Il Prof. Boggi domanda (provocatoriamente) cosa bisognerebbe rispondere ad un diabetico che, nonostante conosca i rischi dell’immunosoppressione, chieda il trapianto?
Sutherland risponde che tali rischi non superano l’1-2%, mentre il rischio di sviluppare complicanze è molto maggiore.

E’ un caso di consenso informato. Pensiamo ai soggetti in dialisi: perché i nefrologi consiglierebbero il trapianto di rene se ci fosse un rischio di tumore così alto? Le argomentazioni sono le stesse.

E’ bene che i diabetologi comincino a considerare il trapianto di pancreas alla stregua di come i nefrologi considerano il trapianto di rene.

Conclude allora il Prof. Mosca sostenendo che è importante suggerire ai pazienti l’opzione del trapianto per permettere loro un salto di qualità della vita.

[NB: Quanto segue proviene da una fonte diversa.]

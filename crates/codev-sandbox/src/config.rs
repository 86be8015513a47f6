//! Sandbox run configuration.

use serde::{Deserialize, Serialize};

/// A command to run inside the sandbox.
#[derive(Debug, Clone, PartialEq, Eq, Serialize, Deserialize)]
pub struct CommandSpec {
    pub program: String,
    #[serde(default)]
    pub args: Vec<String>,
}

impl CommandSpec {
    pub fn new(program: impl Into<String>, args: &[&str]) -> Self {
        Self {
            program: program.into(),
            args: args.iter().map(|a| a.to_string()).collect(),
        }
    }
}

/// Install/start commands executed on an explicit "run" request.
#[derive(Debug, Clone, PartialEq, Eq, Serialize, Deserialize)]
pub struct SandboxConfig {
    #[serde(default = "default_install_command")]
    pub install_command: CommandSpec,
    #[serde(default = "default_start_command")]
    pub start_command: CommandSpec,
}

fn default_install_command() -> CommandSpec {
    CommandSpec::new("npm", &["install"])
}

fn default_start_command() -> CommandSpec {
    CommandSpec::new("npm", &["start"])
}

impl Default for SandboxConfig {
    fn default() -> Self {
        Self {
            install_command: default_install_command(),
            start_command: default_start_command(),
        }
    }
}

Bisogna vincere le resistenze, sconfiggere l’ignoranza che consiglia male i diabetologi. Non è lecito pensare che debbano essere i diabetici a chiedere ciò che i diabetologi dovrebbero offrire. E’ un problema di ignoranza dei diabetologi.

Questa è solo una delle opzioni possibili, ma potrebbe essere nulla in pochi anni se non si lavora tutti insieme. Il Prof. Mosca si dichiara convinto che saranno necessarie molte risorse e che la Sanità Pubblica potrebbe non offrire abbastanza.

Ecco perché a Pisa hanno puntato molto sulla fondazione ARPA, che l’anno prossimo finanzierà 5 dottorati aggiuntivi, di cui 3 legati alla trapiantologia. Dobbiamo investire in formazione, perché questo non è un affaire di chirurghi.

Il Prof. Mosca conclude con queste parole: “Senza un’adeguata formazione vedremo sempre da lontano quello che ci ha mostrato oggi il Prof. Sutherland”.